Essay 1: Review, focus, and extend overall seminar experience to demonstrate learning and preview potential applications in research, teaching, or creative writing.
Katie Vitek
Immigrant Narrative as Cultural Narrative
The pattern of the immigrant narrative demonstrates its potential as a
cultural narrative because it corresponds to that of a coming-of-age story. It
encompasses a journey in which a character takes risks, deals with conflict, and
overcomes challenges. The characters also tend to be likable, getting readers on
their side much like the awkward underdog archetypes of the latter genre. The
history of America is also a story about growth - the maturing of an entire
people. These similarities in pattern and theme create a parallel between the
immigrant narrative and the American cultural narrative. Furthering the
connection is the realism of the pattern. Although there are some immigrant
narratives that may be deemed “Cinderella stories,” most align themselves more
closely with harsh reality. If a character undergoes mistreatment, the reader
will share in his insecurity because there is no promise it will end. No one
expects a fairy godmother to come and save the day. The same is true in the life
of the reader, no matter who she is. In reality, when we experience hardship it
comes intertwined with insecurity because there’s never a guarantee of a happy
outcome. The only guarantee is that life will go on, and our story will
continue, for better or worse. That is one important feature of the immigrant
narrative: It doesn’t get resolved. It doesn’t end. It raises questions about
what will happen in a character’s future, but then doesn’t answer them. It’s an
open-ended genre that reflects real struggles. It strays off the narrative path,
much like life. For that reason, it provides a window into authentic American
culture.
As I wrote in my midterm, one way of describing these features is to say
that the immigrant narrative is driven by personal development, not plot
development. Although a narrative pattern is recognizable, it is blurred, never
static. That is because each story’s individual pattern is dependent upon a
character’s actions and reactions, which are not predetermined. For example, in
A Long Day’s Journey Into Night,
Eugene O’Neill sketches a family portrait by presenting one honest day. Nothing
special happens on that day. There is no dramatic event for the story to revolve
around or lead up to. The drama is in the ordinary. It is in the tense silences
in which the readers ask themselves the same questions the characters are asking
themselves – questions about addiction, loyalty, and the brutal truth behind
family ties. For instance, when it is clear that a character is drunk, he or she
does not make any kind of theatrical spectacle. There is simply the tension of
waiting to see if he or she will do so. During casual conversation, the
characters drift back and forth between volatile topics and mundane chatter.

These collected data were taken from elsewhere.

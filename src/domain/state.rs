use std::collections::HashSet;

use serde::{Deserialize, Serialize};

use super::{
    account::{Account, AccountKind},
    category::{BudgetCategory, CategoryKind},
    transaction::Transaction,
};

/// Stored-state schema understood by this build. Version 0 is the legacy
/// export format and is upgraded on load.
pub const CURRENT_SCHEMA_VERSION: u32 = 1;

/// Seed monthly income used when no persisted state exists.
pub const SEED_INCOME: f64 = 10_000_000.0;

/// Root aggregate owned by the budget state engine.
///
/// `income` is the declared monthly figure and is never derived from
/// transactions. `transactions` is kept newest-first.
#[derive(Debug, Clone, Serialize, Deserialize, PartialEq)]
pub struct AppState {
    pub income: f64,
    #[serde(default)]
    pub categories: Vec<BudgetCategory>,
    #[serde(default)]
    pub accounts: Vec<Account>,
    #[serde(default)]
    pub transactions: Vec<Transaction>,
    #[serde(default)]
    pub schema_version: u32,
}

impl AppState {
    /// Default state used the first time no persisted slot is found.
    pub fn seed() -> Self {
        Self {
            income: SEED_INCOME,
            categories: seed_categories(),
            accounts: seed_accounts(),
            transactions: Vec::new(),
            schema_version: CURRENT_SCHEMA_VERSION,
        }
    }

    pub fn account(&self, id: &str) -> Option<&Account> {
        self.accounts.iter().find(|account| account.id == id)
    }

    pub fn account_mut(&mut self, id: &str) -> Option<&mut Account> {
        self.accounts.iter_mut().find(|account| account.id == id)
    }

    pub fn category(&self, id: &str) -> Option<&BudgetCategory> {
        self.categories.iter().find(|category| category.id == id)
    }

    pub fn transaction(&self, id: &str) -> Option<&Transaction> {
        self.transactions.iter().find(|txn| txn.id == id)
    }

    pub fn transaction_count(&self) -> usize {
        self.transactions.len()
    }

    /// Lists dangling references left behind by category replacement or a
    /// hand-edited state file. Informational; aggregation skips them.
    pub fn integrity_warnings(&self) -> Vec<String> {
        let account_ids: HashSet<_> = self.accounts.iter().map(|a| a.id.as_str()).collect();
        let category_ids: HashSet<_> = self.categories.iter().map(|c| c.id.as_str()).collect();
        let mut warnings = Vec::new();

        for txn in &self.transactions {
            if !account_ids.contains(txn.account_id.as_str()) {
                warnings.push(format!(
                    "transaction {} references unknown account {}",
                    txn.id, txn.account_id
                ));
            }
            if let Some(category) = txn.category_id.as_deref() {
                if !category_ids.contains(category) {
                    warnings.push(format!(
                        "transaction {} references missing category {}",
                        txn.id, category
                    ));
                }
            }
        }
        warnings
    }
}

fn seed_categories() -> Vec<BudgetCategory> {
    vec![
        BudgetCategory {
            id: "1".into(),
            name: "Tiết kiệm".into(),
            percentage: 20.0,
            kind: CategoryKind::Savings,
            color: "#3b82f6".into(),
        },
        BudgetCategory {
            id: "2".into(),
            name: "Từ thiện".into(),
            percentage: 2.5,
            kind: CategoryKind::Charity,
            color: "#ec4899".into(),
        },
        BudgetCategory {
            id: "3".into(),
            name: "Đầu tư".into(),
            percentage: 10.0,
            kind: CategoryKind::Investment,
            color: "#10b981".into(),
        },
        BudgetCategory {
            id: "4".into(),
            name: "Chi tiêu".into(),
            percentage: 67.5,
            kind: CategoryKind::Spending,
            color: "#f59e0b".into(),
        },
    ]
}

fn seed_accounts() -> Vec<Account> {
    vec![
        Account {
            id: "acc1".into(),
            name: "Tiền mặt".into(),
            balance: 0.0,
            kind: AccountKind::Cash,
        },
        Account {
            id: "acc2".into(),
            name: "Ngân hàng VCB".into(),
            balance: 0.0,
            kind: AccountKind::Bank,
        },
    ]
}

Edmund notes, “We don’t seem able to avoid unpleasant topics, do we?”
Recognition of discomfort is one feature that separates immigrant narratives
from other genres. In another genre, snide comments would build into a dramatic
fight and perhaps some shocking accusations. Instead, accusations don’t have to
be made outright for the audience to feel their existence. Faults are
acknowledged just as the discomfort is, and then the story moves on. That’s not
to say the story is not dramatic, only that it is not made overly dramatic for
effect. It’s real life drama presented in a real way – the way the characters
approach it, not the way a formulaic plot would build up to it.
So what does all this have to do with growing up? The narrative pattern
reflects a real-life pattern of dealing with everyday issues: tension,
discomfort, insecurity, (relief?), repeat. It doesn’t end in happily-ever-after,
or even end at all. In “Silver Pavements, Golden Roofs,” Jayanti experiences
tension from the anxiety of expectation, the discomfort of living with people
she barely knows and having to figure out who they are and how to get along with
them, and the insecurity of not knowing whether her expectations will meet with
reality or not. Ultimately they don’t, and she pays a harsh price for her
ignorance. In the end, she does not learn an encouraging lesson or overcome her
insecurity; she is left numb, her story incomplete.
What she takes away from the experience could be applied to the immigrant
narrative: “And now it makes sense that the beauty and the pain should be part
of each other.” When adults look back on youth, it seems like a beautiful time,
but no one can deny that it includes a lot of pain. In the story of an immigrant
or minority, there are beautiful times filled with hope and dreams, but always
that insistent pain making its way in. The blending of the two emotions lends a
feeling of authenticity to these narratives that is different from plot-driven
stories which can feel pieced together. Instead of a series of separate episodes
that could be labeled positive or negative, multicultural literature weaves the
two together like a memory of youth.
Nowhere is the discomfort more intense than in minority narratives.
Minority narratives share the features of immigrant narratives I’ve discussed,
but they take those features to a higher level. In “Children of the Sea,”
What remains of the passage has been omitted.